The Television of the Republic of Indonesia Tower  (or Menara TVRI ) is a 144-meter high television transmitter tower located in Jakarta, Indonesia. Started construction on 1 April 1975 and completed on 24 August 1977, this tower was at one time one of the tallest structures in Jakarta and Indonesia.

History 
Since its establishment on 17 August 1962, TVRI broadcasts in Jakarta and its surroundings have been emitted from an 85-meter high iron antenna located near the current position of the tower,  which was funded from Japanese war reparations and built by Nippon Electric Company.

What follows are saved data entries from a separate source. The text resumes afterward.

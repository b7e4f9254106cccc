//! Checkpoint store adapters.

pub mod memory;

pub use memory::InMemoryCheckpointStore;
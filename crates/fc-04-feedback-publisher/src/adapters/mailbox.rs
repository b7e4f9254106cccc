//! # Mailbox Strategy
//!
//! ```text
//! channel id ──split──→ public id, service name
//!     SHA3(public id) @ dns tag ──get(service name)──→ mailbox address
//!     mailbox ──get(__email_enc_pk)──→ key
//!     seal(email JSON) ──put_immutable──→ blob name
//!     seal(blob name) ──insert(random key)──→ mailbox
//! ```

use crate::domain::{EmailMessage, FeedbackPost, PublishError, PublishResult, ServiceLocator};
use crate::ports::{FeedbackPublisher, PublishedFeedback};
use async_trait::async_trait;
use shared_crypto::{random_entry_key, seal, sha3_256, EncryptionPublicKey};
use shared_store::{NetworkSession, StoreError};
use shared_types::{record_keys, DataAddress, TypeTag, XorName};
use tracing::{debug, info};

/// Sends feedback as an encrypted email to a named mailbox.
#[derive(Clone, Debug)]
pub struct MailboxPublisher {
    channel_id: String,
    dns_type_tag: TypeTag,
}

impl MailboxPublisher {
    pub fn new(channel_id: impl Into<String>, dns_type_tag: TypeTag) -> Self {
        Self {
            channel_id: channel_id.into(),
            dns_type_tag,
        }
    }

    /// Address of the service directory of `public_id`.
    pub fn services_address(public_id: &str, dns_type_tag: TypeTag) -> DataAddress {
        DataAddress::new(XorName::new(sha3_256(public_id.as_bytes())), dns_type_tag)
    }

    async fn locate_mailbox(&self, session: &dyn NetworkSession) -> PublishResult<DataAddress> {
        let locator = ServiceLocator::parse(&self.channel_id)?;
        let services = Self::services_address(&locator.public_id, self.dns_type_tag);

        let serialized = session
            .get_entry(&services, &locator.service_name)
            .await
            .map_err(|e| match e {
                StoreError::NoSuchData { .. } | StoreError::NoSuchEntry { .. } => {
                    PublishError::ChannelNotFound {
                        channel_id: self.channel_id.clone(),
                    }
                }
                other => PublishError::Network(other),
            })?;

        serde_json::from_slice(&serialized).map_err(|e| {
            PublishError::InvalidChannel(format!("{}: bad service entry: {}", self.channel_id, e))
        })
    }

    async fn mailbox_key(
        &self,
        session: &dyn NetworkSession,
        mailbox: DataAddress,
    ) -> PublishResult<EncryptionPublicKey> {
        let bytes = session
            .get_entry(&mailbox, record_keys::EMAIL_ENC_PK)
            .await
            .map_err(|e| match e {
                StoreError::NoSuchEntry { .. } => PublishError::MissingEncryptionKey { mailbox },
                other => PublishError::Network(other),
            })?;
        let hex = String::from_utf8(bytes).map_err(|_| PublishError::MissingEncryptionKey { mailbox })?;
        Ok(EncryptionPublicKey::from_hex(&hex)?)
    }
}

#[async_trait]
impl FeedbackPublisher for MailboxPublisher {
    async fn publish(
        &self,
        session: &dyn NetworkSession,
        feedback: &FeedbackPost,
    ) -> PublishResult<PublishedFeedback> {
        let mailbox = self.locate_mailbox(session).await?;
        let key = self.mailbox_key(session, mailbox).await?;

        let email = serde_json::to_vec(&EmailMessage::from_feedback(feedback))
            .map_err(|e| PublishError::Encoding(e.to_string()))?;
        let blob = session
            .put_immutable(seal(&key, &email)?)
            .await
            .map_err(PublishError::Network)?;
        debug!(%blob, "Feedback email stored");

        let entry_key = random_entry_key();
        let pointer = seal(&key, blob.to_hex().as_bytes())?;
        session
            .insert_entry(&mailbox, &entry_key, pointer)
            .await
            .map_err(PublishError::Network)?;

        info!(channel = %self.channel_id, %mailbox, "Feedback sent to mailbox");
        Ok(PublishedFeedback {
            collection: mailbox,
            entry_key,
        })
    }
}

The construction of a transmitter tower had been planned since May 1, 1972 as part of the construction of a television station complex which was carried out to suit the surrounding environment which included the Parliament Complex of the Republic of Indonesia and the Gelora Bung Karno Stadium. Construction will start on 1 April 1975 by Joint venture Indonesia-Japan P.T. Waskita, and  Kajima.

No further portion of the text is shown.